I was continuing to gain weight from my secret eating habits. I had gotten into the habit of finishing Jennifer's food too. My clothes were tight and made of polyester so they could expand with me. I had two outfits that fit so I wore them over and over. I had one outfit that I would wear to the laundromat so I could wash the other two. I always had to take Jennifer to the laundromat with me because Frank wouldn't watch her when I wasn't there. She would tool around in her walker and make friends with everyone there. I think the best day of my life was when we went to Sears and bought a washer and dryer. We had to open a charge account and the payment was $20.00 per month. It was the same amount I had been spending at the laundromat. It was great to have my very own set. It was a Mother's Day present from Frank.

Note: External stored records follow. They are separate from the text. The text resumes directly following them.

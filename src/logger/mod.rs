//! Append-only call and diagnostic log.
//!
//! Every command that reaches a transport and every warning raised by the tracking engine is
//! recorded here as a [`LogEntry`]. Entries labelled with a log level are additionally mirrored
//! to a replaceable handler, which defaults to the [`log`] facade.

use serde_json::Value;
use std::fmt;
use std::str::FromStr;
use std::sync::{Arc, Mutex, RwLock};

type SharedLogHandler = Arc<dyn Fn(&CallLog, LogLevel, &[Value]) + Send + Sync + 'static>;

#[derive(Clone, Copy, Debug, PartialEq, Eq, PartialOrd, Ord, Hash)]
#[repr(u8)]
pub enum LogLevel {
    Debug = 0,
    Log = 1,
    Info = 2,
    Warn = 3,
    Error = 4,
}

impl LogLevel {
    pub fn as_str(self) -> &'static str {
        match self {
            LogLevel::Debug => "debug",
            LogLevel::Log => "log",
            LogLevel::Info => "info",
            LogLevel::Warn => "warn",
            LogLevel::Error => "error",
        }
    }

    fn facade_level(self) -> log::Level {
        match self {
            LogLevel::Debug => log::Level::Debug,
            LogLevel::Log | LogLevel::Info => log::Level::Info,
            LogLevel::Warn => log::Level::Warn,
            LogLevel::Error => log::Level::Error,
        }
    }
}

impl fmt::Display for LogLevel {
    fn fmt(&self, f: &mut fmt::Formatter<'_>) -> fmt::Result {
        f.write_str(self.as_str())
    }
}

impl FromStr for LogLevel {
    type Err = LogError;

    fn from_str(s: &str) -> Result<Self, Self::Err> {
        match s {
            "debug" => Ok(LogLevel::Debug),
            "log" => Ok(LogLevel::Log),
            "info" => Ok(LogLevel::Info),
            "warn" => Ok(LogLevel::Warn),
            "error" => Ok(LogLevel::Error),
            other => Err(LogError::InvalidLogLevel(other.to_string())),
        }
    }
}

#[derive(Debug, Clone)]
pub enum LogError {
    InvalidLogLevel(String),
}

impl fmt::Display for LogError {
    fn fmt(&self, f: &mut fmt::Formatter<'_>) -> fmt::Result {
        match self {
            LogError::InvalidLogLevel(level) => write!(f, "\"{level}\" is not a log level"),
        }
    }
}

impl std::error::Error for LogError {}

/// One recorded line: a level or command label followed by its arguments.
#[derive(Clone, Debug, PartialEq)]
pub struct LogEntry {
    label: String,
    args: Vec<Value>,
}

impl LogEntry {
    pub fn new(label: impl Into<String>, args: Vec<Value>) -> Self {
        Self {
            label: label.into(),
            args,
        }
    }

    pub fn label(&self) -> &str {
        &self.label
    }

    pub fn args(&self) -> &[Value] {
        &self.args
    }

    /// The level this entry was logged at, when the label names one.
    pub fn level(&self) -> Option<LogLevel> {
        self.label.parse().ok()
    }

    /// Flattens the entry into `[label, ...args]`.
    pub fn to_values(&self) -> Vec<Value> {
        let mut values = Vec::with_capacity(self.args.len() + 1);
        values.push(Value::String(self.label.clone()));
        values.extend(self.args.iter().cloned());
        values
    }
}

#[derive(Clone)]
pub struct CallLog {
    inner: Arc<CallLogInner>,
}

struct CallLogInner {
    name: String,
    entries: Mutex<Vec<LogEntry>>,
    log_handler: RwLock<SharedLogHandler>,
}

impl fmt::Debug for CallLog {
    fn fmt(&self, f: &mut fmt::Formatter<'_>) -> fmt::Result {
        f.debug_struct("CallLog")
            .field("name", &self.inner.name)
            .field("len", &self.len())
            .finish()
    }
}

impl CallLog {
    pub fn new(name: impl Into<String>) -> Self {
        Self {
            inner: Arc::new(CallLogInner {
                name: name.into(),
                entries: Mutex::new(Vec::new()),
                log_handler: RwLock::new(default_log_handler_arc()),
            }),
        }
    }

    pub fn name(&self) -> &str {
        &self.inner.name
    }

    /// Appends an entry. Level-labelled entries with arguments are mirrored to the handler.
    pub fn record(&self, label: impl Into<String>, args: Vec<Value>) {
        let entry = LogEntry::new(label, args);
        let mirrored = match entry.level() {
            Some(level) if !entry.args.is_empty() => Some((level, entry.args.clone())),
            _ => None,
        };
        self.inner.entries.lock().unwrap().push(entry);

        if let Some((level, args)) = mirrored {
            let handler = self.log_handler();
            handler(self, level, &args);
        }
    }

    pub fn debug(&self, message: impl Into<String>) {
        self.emit(LogLevel::Debug, message.into());
    }

    pub fn info(&self, message: impl Into<String>) {
        self.emit(LogLevel::Info, message.into());
    }

    pub fn warn(&self, message: impl Into<String>) {
        self.emit(LogLevel::Warn, message.into());
    }

    pub fn error(&self, message: impl Into<String>) {
        self.emit(LogLevel::Error, message.into());
    }

    fn emit(&self, level: LogLevel, message: String) {
        self.record(level.as_str(), vec![Value::String(message)]);
    }

    pub fn entries(&self) -> Vec<LogEntry> {
        self.inner.entries.lock().unwrap().clone()
    }

    pub fn len(&self) -> usize {
        self.inner.entries.lock().unwrap().len()
    }

    pub fn is_empty(&self) -> bool {
        self.len() == 0
    }

    pub fn clear(&self) {
        self.inner.entries.lock().unwrap().clear();
    }

    pub fn log_handler(&self) -> SharedLogHandler {
        self.inner.log_handler.read().unwrap().clone()
    }

    pub fn set_log_handler<F>(&self, handler: F)
    where
        F: Fn(&CallLog, LogLevel, &[Value]) + Send + Sync + 'static,
    {
        *self.inner.log_handler.write().unwrap() = Arc::new(handler);
    }

    pub fn reset_log_handler(&self) {
        *self.inner.log_handler.write().unwrap() = default_log_handler_arc();
    }
}

fn default_log_handler_arc() -> SharedLogHandler {
    Arc::new(default_log_handler)
}

fn default_log_handler(log: &CallLog, level: LogLevel, args: &[Value]) {
    log::log!(target: log.name(), level.facade_level(), "{}", build_message(args));
}

fn build_message(args: &[Value]) -> String {
    args.iter()
        .filter_map(|value| match value {
            Value::Null => None,
            Value::String(text) => Some(text.clone()),
            other => Some(other.to_string()),
        })
        .collect::<Vec<_>>()
        .join(" ")
}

Frank and I were on our own in this big world. Sometimes we felt like it was 'us' against the world. We were very naive about a lot of things. My best example was when we bought our first home. At that time the interest rate was around 8%, so with taxes and insurance you could expect your house payment to be right at 10%. We bought our first house for $18,000, which is less than the car I own today! Our house payment was $173.00 per month and we were afraid we wouldn't be able to make it! I have to tell you we were the best buyers an agent could ever hope to meet. We did not want to bother people by going into their home to look at it. We actually bought the first and only home we ever saw! I didn't even realize that when the house had a sign in front of it that it was for sale. I thought it was where their business office was and there just lots of them around town! I cringe at the thought of that now!

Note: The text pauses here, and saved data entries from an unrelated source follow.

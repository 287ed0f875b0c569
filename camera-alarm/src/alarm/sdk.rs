//! Interfaces to the vendor detection SDK and the overlay renderer.
//!
//! The SDK itself is a proprietary C library; these traits are the seam the
//! firmware's bindings implement and the tests replace.

use std::sync::Arc;

use thiserror::Error;

use super::kind::{AlarmEvent, AlarmKind};
use crate::Result;

/// Non-OK status code returned by a vendor SDK call.
#[derive(Debug, Clone, Copy, PartialEq, Eq, Error)]
#[error("vendor SDK status {0}")]
pub struct SdkError(pub i32);

pub type SdkResult<T> = std::result::Result<T, SdkError>;

/// Video resolutions the SDK can switch the detection channel to.
#[derive(Debug, Clone, Copy, PartialEq, Eq)]
pub enum VideoResolution {
    R640x360,
    R1280x720,
    R1920x1080,
}

/// Resolution the alarm feature runs its detectors at.
pub const DETECTION_RESOLUTION: VideoResolution = VideoResolution::R640x360;

/// Frame dimensions in pixels.
#[derive(Debug, Clone, Copy, PartialEq, Eq)]
pub struct PictureSize {
    pub width: u32,
    pub height: u32,
}

/// Receives detection events from the vendor SDK.
///
/// Called on the SDK's own delivery thread, so implementations must not block.
pub trait AlarmEventHandler: Send + Sync {
    /// Handle one event. `None` mirrors the SDK delivering a null descriptor.
    fn on_alarm_event(&self, event: Option<&AlarmEvent>) -> Result<()>;
}

/// Alarm-related subset of the vendor SDK.
#[cfg_attr(test, mockall::automock)]
pub trait AlarmSdk: Send + Sync {
    /// Switch the detection channel resolution, returning the SDK's resolution type.
    fn change_resolution_type(&self, resolution: VideoResolution) -> SdkResult<u32>;

    /// Frame dimensions for a resolution type.
    fn picture_size(&self, resolution_type: u32) -> SdkResult<PictureSize>;

    fn alarm_init(&self, width: u32, height: u32) -> SdkResult<()>;

    fn set_alarm_sensitivity(&self, kind: AlarmKind, sensitivity: u32) -> SdkResult<()>;

    fn set_alarm_switch(&self, kind: AlarmKind, enabled: bool) -> SdkResult<()>;

    fn register_alarm_handler(&self, handler: Arc<dyn AlarmEventHandler>) -> SdkResult<()>;

    fn clear_alarm_handler(&self, handler: &Arc<dyn AlarmEventHandler>) -> SdkResult<()>;

    fn alarm_exit(&self) -> SdkResult<()>;
}

/// Draws detection rectangles on the video overlay.
pub trait OverlaySink: Send + Sync {
    fn on_alarm_event(&self, event: &AlarmEvent) -> Result<()>;
}

/// Overlay that draws nothing, for builds without OSD support.
#[derive(Debug, Clone, Copy, Default)]
pub struct NoOverlay;

impl OverlaySink for NoOverlay {
    fn on_alarm_event(&self, _event: &AlarmEvent) -> Result<()> {
        Ok(())
    }
}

I have to take a minute and describe our house. It was a Cape Cod, 2 bedroom, 1 bath, with a dormer upstairs that also had 2 more bedrooms. It had a fenced in back yard with a 2 car garage. The house was light turquoise trimmed in a dark blue turquoise. The living room was dark avocado, walls and carpeting, the kitchen chartreuse green walls, dark green trim and a brown tiled floor. The master bedroom had three white walls and one deep rose colored wall. The bathroom had lavender tiled walls with pink shag carpet but at least it had white fixtures. Jennifer's room was bright lavender and the playroom upstairs was bright blue. To complete this decorating experience the basement floor was painted pink! This was our new home and we were happy to have it.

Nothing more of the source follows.